* _Task requirements_
Note how many lines of the material that follows include the string "label", and state only that number.

========================

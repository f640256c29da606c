use std::collections::{BTreeSet, VecDeque};

use chrono::{DateTime, Utc};
use serde::Serialize;

use crate::analysis::MetricsResult;

pub const DEFAULT_HISTORY_CAPACITY: usize = 100;

/// Window used for the improvement trend: the last N scores against the N before.
const TREND_WINDOW: usize = 5;

#[derive(Debug, Clone, Serialize, PartialEq)]
#[serde(rename_all = "camelCase")]
pub struct HistoryEntry {
    pub timestamp: DateTime<Utc>,
    pub result: MetricsResult,
}

#[derive(Debug, Clone, Serialize, PartialEq, Default)]
#[serde(rename_all = "camelCase")]
pub struct SessionStats {
    pub count: usize,
    pub latest_score: Option<f64>,
    pub previous_score: Option<f64>,
    pub score_delta: Option<f64>,
    pub average_score: Option<f64>,
    pub max_score: Option<f64>,
    /// Percent change of the recent window's mean against the window before it.
    pub improvement_trend: Option<f64>,
    pub duration_ms: i64,
}

/// Bounded rolling buffer of metrics results. Every derived value is
/// recomputed from the current entries on request.
#[derive(Debug, Clone)]
pub struct HistoryAggregator {
    entries: VecDeque<HistoryEntry>,
    capacity: usize,
}

impl HistoryAggregator {
    pub fn new(capacity: usize) -> Self {
        let capacity = capacity.max(1);
        Self {
            entries: VecDeque::with_capacity(capacity),
            capacity,
        }
    }

    pub fn capacity(&self) -> usize {
        self.capacity
    }

    pub fn len(&self) -> usize {
        self.entries.len()
    }

    pub fn is_empty(&self) -> bool {
        self.entries.is_empty()
    }

    pub fn append(&mut self, entry: HistoryEntry) {
        while self.entries.len() >= self.capacity {
            self.entries.pop_front();
        }
        self.entries.push_back(entry);
    }

    pub fn reset(&mut self) {
        self.entries.clear();
    }

    pub fn entries(&self) -> impl Iterator<Item = &HistoryEntry> {
        self.entries.iter()
    }

    pub fn latest(&self) -> Option<&HistoryEntry> {
        self.entries.back()
    }

    pub fn latest_score(&self) -> Option<f64> {
        self.latest().map(|entry| entry.result.overall_score())
    }

    pub fn previous_score(&self) -> Option<f64> {
        let len = self.entries.len();
        if len < 2 {
            return None;
        }
        self.entries
            .get(len - 2)
            .map(|entry| entry.result.overall_score())
    }

    pub fn score_delta(&self) -> Option<f64> {
        Some(self.latest_score()? - self.previous_score()?)
    }

    pub fn average_score(&self) -> Option<f64> {
        if self.entries.is_empty() {
            return None;
        }
        let total: f64 = self.scores().sum();
        Some(total / self.entries.len() as f64)
    }

    pub fn max_score(&self) -> Option<f64> {
        self.scores().reduce(f64::max)
    }

    pub fn improvement_trend(&self) -> Option<f64> {
        let len = self.entries.len();
        if len < TREND_WINDOW * 2 {
            return None;
        }
        let scores: Vec<f64> = self.scores().skip(len - TREND_WINDOW * 2).collect();
        let (earlier, recent) = scores.split_at(TREND_WINDOW);
        let earlier_avg = earlier.iter().sum::<f64>() / TREND_WINDOW as f64;
        let recent_avg = recent.iter().sum::<f64>() / TREND_WINDOW as f64;
        if earlier_avg == 0.0 {
            return None;
        }
        Some((recent_avg - earlier_avg) / earlier_avg * 100.0)
    }

    /// Readings of one named joint angle, oldest first. Entries without that
    /// angle are skipped.
    pub fn angle_series(&self, angle: &str) -> Vec<f64> {
        self.entries
            .iter()
            .filter_map(|entry| entry.result.angles().get(angle).copied())
            .collect()
    }

    pub fn angle_names(&self) -> BTreeSet<String> {
        self.entries
            .iter()
            .flat_map(|entry| entry.result.angles().keys().cloned())
            .collect()
    }

    pub fn stats(&self) -> SessionStats {
        let duration_ms = match (self.entries.front(), self.entries.back()) {
            (Some(first), Some(last)) => (last.timestamp - first.timestamp).num_milliseconds(),
            _ => 0,
        };

        SessionStats {
            count: self.entries.len(),
            latest_score: self.latest_score(),
            previous_score: self.previous_score(),
            score_delta: self.score_delta(),
            average_score: self.average_score(),
            max_score: self.max_score(),
            improvement_trend: self.improvement_trend(),
            duration_ms,
        }
    }

    fn scores(&self) -> impl Iterator<Item = f64> + '_ {
        self.entries.iter().map(|entry| entry.result.overall_score())
    }
}

impl Default for HistoryAggregator {
    fn default() -> Self {
        Self::new(DEFAULT_HISTORY_CAPACITY)
    }
}
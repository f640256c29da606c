//! Guided exercise mode: the same camera contract as a posture session, but
//! feedback comes from one still frame when asked for instead of a schedule.

use std::sync::Arc;

use anyhow::{anyhow, bail, Result};
use log::{info, warn};
use serde::Serialize;

use crate::{
    analysis::{AnalysisGateway, MetricsOutcome, MetricsResult},
    device::{CameraBackend, DeviceManager, DeviceState, VideoConstraints},
    sampler::FrameSampler,
};

pub const DEFAULT_FEEDBACK: &str = "Start the exercise to get feedback.";
pub const CAMERA_FAILED_FEEDBACK: &str = "Could not access camera. Please check permissions.";

#[derive(Debug, Clone, Copy, Serialize, PartialEq, Eq)]
#[serde(rename_all = "camelCase")]
pub struct Exercise {
    pub key: &'static str,
    pub name: &'static str,
    pub video_id: &'static str,
}

impl Exercise {
    /// Looping, muted embed of the tutorial video.
    pub fn tutorial_url(&self) -> String {
        format!(
            "https://www.youtube.com/embed/{id}?autoplay=1&mute=1&loop=1&playlist={id}&controls=0&modestbranding=1&rel=0",
            id = self.video_id
        )
    }
}

pub const EXERCISES: [Exercise; 3] = [
    Exercise {
        key: "shoulder_squeeze",
        name: "Shoulder Blade Squeeze",
        video_id: "zwa7jKdtLAQ",
    },
    Exercise {
        key: "neck_stretch",
        name: "Neck Stretch",
        video_id: "H5h54Q0wpps",
    },
    Exercise {
        key: "squat",
        name: "Squat",
        video_id: "xqvCmoLULNY",
    },
];

pub fn find_exercise(key: &str) -> Option<&'static Exercise> {
    EXERCISES.iter().find(|exercise| exercise.key == key)
}

pub struct ExerciseSession {
    device: DeviceManager,
    gateway: Arc<AnalysisGateway>,
    sampler: FrameSampler,
    constraints: VideoConstraints,
    selected: &'static Exercise,
    feedback: String,
}

impl ExerciseSession {
    pub fn new(
        camera: Arc<dyn CameraBackend>,
        gateway: Arc<AnalysisGateway>,
        sampler: FrameSampler,
        constraints: VideoConstraints,
    ) -> Self {
        Self {
            device: DeviceManager::new(camera),
            gateway,
            sampler,
            constraints,
            selected: &EXERCISES[0],
            feedback: DEFAULT_FEEDBACK.to_string(),
        }
    }

    pub fn selected(&self) -> &'static Exercise {
        self.selected
    }

    pub fn feedback(&self) -> &str {
        &self.feedback
    }

    pub fn camera_state(&self) -> DeviceState {
        self.device.state()
    }

    pub fn select(&mut self, key: &str) -> Result<&'static Exercise> {
        let exercise = find_exercise(key).ok_or_else(|| anyhow!("unknown exercise: {key}"))?;
        self.selected = exercise;
        info!("Selected exercise {}", exercise.name);
        Ok(exercise)
    }

    pub async fn start_camera(&mut self) -> Result<()> {
        if self.device.state() == DeviceState::Active {
            return Ok(());
        }
        if let Err(err) = self.device.acquire(self.constraints.clone()).await {
            warn!("Exercise camera failed: {err}");
            self.feedback = CAMERA_FAILED_FEEDBACK.to_string();
            return Err(err.into());
        }
        Ok(())
    }

    pub fn stop_camera(&mut self) {
        self.device.release();
    }

    /// Sends the current frame for analysis and returns the feedback line.
    pub async fn request_feedback(&mut self) -> Result<String> {
        let Some(feed) = self.device.feed() else {
            bail!("camera is not active");
        };

        let sampler = self.sampler;
        let frame = tokio::task::spawn_blocking(move || sampler.capture(&feed)).await??;
        let outcome = self.gateway.fetch_metrics(&frame).await;

        self.feedback = match &outcome {
            MetricsOutcome::Live(result) => describe(self.selected, result),
            MetricsOutcome::Degraded { result, reason } => {
                format!("{} ({reason})", describe(self.selected, result))
            }
            MetricsOutcome::Failed { reason } => reason.clone(),
        };
        Ok(self.feedback.clone())
    }
}

fn describe(exercise: &Exercise, result: &MetricsResult) -> String {
    let mut line = format!(
        "{}: form score {:.0} ({})",
        exercise.name,
        result.overall_score(),
        result.grade()
    );
    match result.issues().first() {
        Some(issue) => line.push_str(&format!(". Watch for: {issue}")),
        None => line.push_str(". Good form"),
    }
    if let Some(tip) = result.recommendations().first() {
        line.push_str(&format!(". Tip: {tip}"));
    }
    line
}
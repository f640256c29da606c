use std::{
    fmt,
    sync::{
        atomic::{AtomicBool, Ordering},
        Arc,
    },
};

use chrono::{DateTime, Utc};
use image::RgbImage;
use log::{info, warn};
use uuid::Uuid;

use super::{DeviceError, DeviceState, VideoConstraints};

/// One constituent track of an acquired stream.
pub trait MediaTrack: Send + Sync {
    fn label(&self) -> &str;
    fn stop(&self);
}

/// The decoded side of a stream.
pub trait VideoSource: Send + Sync {
    /// `(0, 0)` until the first frame has been decoded.
    fn dimensions(&self) -> (u32, u32);
    fn latest_frame(&self) -> Option<RgbImage>;
}

pub struct MediaStream {
    pub tracks: Vec<Arc<dyn MediaTrack>>,
    pub video: Arc<dyn VideoSource>,
}

/// Hardware boundary. `open` may block (driver negotiation, permission
/// prompts) and is always called from the blocking pool.
pub trait CameraBackend: Send + Sync + 'static {
    fn open(&self, constraints: &VideoConstraints) -> Result<MediaStream, DeviceError>;
}

/// Ownership token for an acquired stream. Tracks are stopped exactly once,
/// either through [`StreamHandle::release`] or when the handle is dropped.
pub struct StreamHandle {
    id: Uuid,
    stream: MediaStream,
    active: Arc<AtomicBool>,
    acquired_at: DateTime<Utc>,
    released: bool,
}

impl StreamHandle {
    fn new(stream: MediaStream) -> Self {
        Self {
            id: Uuid::new_v4(),
            stream,
            active: Arc::new(AtomicBool::new(true)),
            acquired_at: Utc::now(),
            released: false,
        }
    }

    pub fn id(&self) -> Uuid {
        self.id
    }

    pub fn acquired_at(&self) -> DateTime<Utc> {
        self.acquired_at
    }

    pub fn feed(&self) -> VideoFeed {
        VideoFeed {
            stream_id: self.id,
            video: Arc::clone(&self.stream.video),
            active: Arc::clone(&self.active),
        }
    }

    fn release(mut self) {
        self.stop_tracks();
    }

    fn stop_tracks(&mut self) {
        if self.released {
            return;
        }
        self.released = true;
        self.active.store(false, Ordering::SeqCst);
        for track in &self.stream.tracks {
            info!("Stopping track {} of stream {}", track.label(), self.id);
            track.stop();
        }
    }
}

impl Drop for StreamHandle {
    fn drop(&mut self) {
        self.stop_tracks();
    }
}

/// Read-only view of an acquired stream handed to the sampler. Reports
/// inactive as soon as the owning handle is released.
#[derive(Clone)]
pub struct VideoFeed {
    stream_id: Uuid,
    video: Arc<dyn VideoSource>,
    active: Arc<AtomicBool>,
}

impl VideoFeed {
    pub fn stream_id(&self) -> Uuid {
        self.stream_id
    }

    pub fn is_active(&self) -> bool {
        self.active.load(Ordering::SeqCst)
    }

    pub fn dimensions(&self) -> (u32, u32) {
        self.video.dimensions()
    }

    pub fn latest_frame(&self) -> Option<RgbImage> {
        self.video.latest_frame()
    }
}

impl fmt::Debug for VideoFeed {
    fn fmt(&self, f: &mut fmt::Formatter<'_>) -> fmt::Result {
        f.debug_struct("VideoFeed")
            .field("stream_id", &self.stream_id)
            .field("active", &self.is_active())
            .field("dimensions", &self.dimensions())
            .finish()
    }
}

pub struct DeviceManager {
    backend: Arc<dyn CameraBackend>,
    state: DeviceState,
    handle: Option<StreamHandle>,
}

impl DeviceManager {
    pub fn new(backend: Arc<dyn CameraBackend>) -> Self {
        Self {
            backend,
            state: DeviceState::Idle,
            handle: None,
        }
    }

    pub fn state(&self) -> DeviceState {
        self.state
    }

    pub fn feed(&self) -> Option<VideoFeed> {
        self.handle.as_ref().map(StreamHandle::feed)
    }

    pub async fn acquire(&mut self, constraints: VideoConstraints) -> Result<VideoFeed, DeviceError> {
        if self.handle.is_some() {
            return Err(DeviceError::AlreadyActive);
        }

        self.state = DeviceState::Requesting;
        info!(
            "Requesting camera ({}x{}, {:?})",
            constraints.ideal_width, constraints.ideal_height, constraints.facing_mode
        );

        // The handle is built on the blocking thread so that an abandoned
        // acquisition still stops its tracks when the result is dropped.
        let backend = Arc::clone(&self.backend);
        let opened = tokio::task::spawn_blocking(move || {
            backend.open(&constraints).map(StreamHandle::new)
        })
        .await
        .unwrap_or_else(|err| {
            Err(DeviceError::Unavailable(format!(
                "camera worker join failed: {err}"
            )))
        });

        match opened {
            Ok(handle) => {
                let feed = handle.feed();
                info!(
                    "Camera stream {} acquired with {} track(s)",
                    handle.id(),
                    handle.stream.tracks.len()
                );
                self.handle = Some(handle);
                self.state = DeviceState::Active;
                Ok(feed)
            }
            Err(err) => {
                warn!("Camera access failed: {err}");
                self.state = DeviceState::Error;
                Err(err)
            }
        }
    }

    /// Stops every track of the held stream. No-op when nothing is held.
    pub fn release(&mut self) {
        let Some(handle) = self.handle.take() else {
            return;
        };
        info!("Releasing camera stream {}", handle.id());
        handle.release();
        self.state = DeviceState::Idle;
    }
}

impl Drop for DeviceManager {
    fn drop(&mut self) {
        self.release();
    }
}

#[cfg(test)]
mod tests {
    use super::*;
    use crate::testing::FakeCamera;

    #[tokio::test]
    async fn acquire_then_release_stops_tracks_once() {
        let camera = Arc::new(FakeCamera::new());
        let mut manager = DeviceManager::new(camera.clone());

        let feed = manager.acquire(VideoConstraints::default()).await.unwrap();
        assert_eq!(manager.state(), DeviceState::Active);
        assert!(feed.is_active());

        manager.release();
        manager.release();

        assert_eq!(manager.state(), DeviceState::Idle);
        assert!(!feed.is_active());
        assert_eq!(camera.opens(), 1);
        assert_eq!(camera.stops(), 1);
    }

    #[tokio::test]
    async fn denied_acquisition_lands_in_error() {
        let camera = Arc::new(FakeCamera::denying());
        let mut manager = DeviceManager::new(camera.clone());

        let err = manager
            .acquire(VideoConstraints::default())
            .await
            .unwrap_err();
        assert!(matches!(err, DeviceError::PermissionDenied(_)));
        assert_eq!(manager.state(), DeviceState::Error);
        assert!(manager.feed().is_none());

        manager.release();
        assert_eq!(manager.state(), DeviceState::Error);
        assert_eq!(camera.stops(), 0);

        camera.set_deny(false);
        manager.acquire(VideoConstraints::default()).await.unwrap();
        assert_eq!(manager.state(), DeviceState::Active);
    }

    #[tokio::test]
    async fn second_acquire_keeps_existing_stream() {
        let camera = Arc::new(FakeCamera::new());
        let mut manager = DeviceManager::new(camera.clone());
        let feed = manager.acquire(VideoConstraints::default()).await.unwrap();

        let err = manager
            .acquire(VideoConstraints::default())
            .await
            .unwrap_err();
        assert_eq!(err, DeviceError::AlreadyActive);
        assert!(feed.is_active());
        assert_eq!(camera.opens(), 1);
        assert_eq!(camera.stops(), 0);
    }

    #[tokio::test]
    async fn dropping_manager_releases_stream() {
        let camera = Arc::new(FakeCamera::new());
        let feed = {
            let mut manager = DeviceManager::new(camera.clone());
            manager.acquire(VideoConstraints::default()).await.unwrap()
        };

        assert!(!feed.is_active());
        assert_eq!(camera.stops(), 1);
    }

    #[tokio::test]
    async fn feed_debug_shows_stream_and_activity() {
        let mut manager = DeviceManager::new(Arc::new(FakeCamera::new()));
        let feed = manager.acquire(VideoConstraints::default()).await.unwrap();

        let shown = format!("{feed:?}");
        assert!(shown.contains(&feed.stream_id().to_string()));
        assert!(shown.contains("active: true"));
        assert!(shown.contains("(64, 48)"));

        manager.release();
        assert!(format!("{feed:?}").contains("active: false"));
    }
}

========================

* _Written solution_
2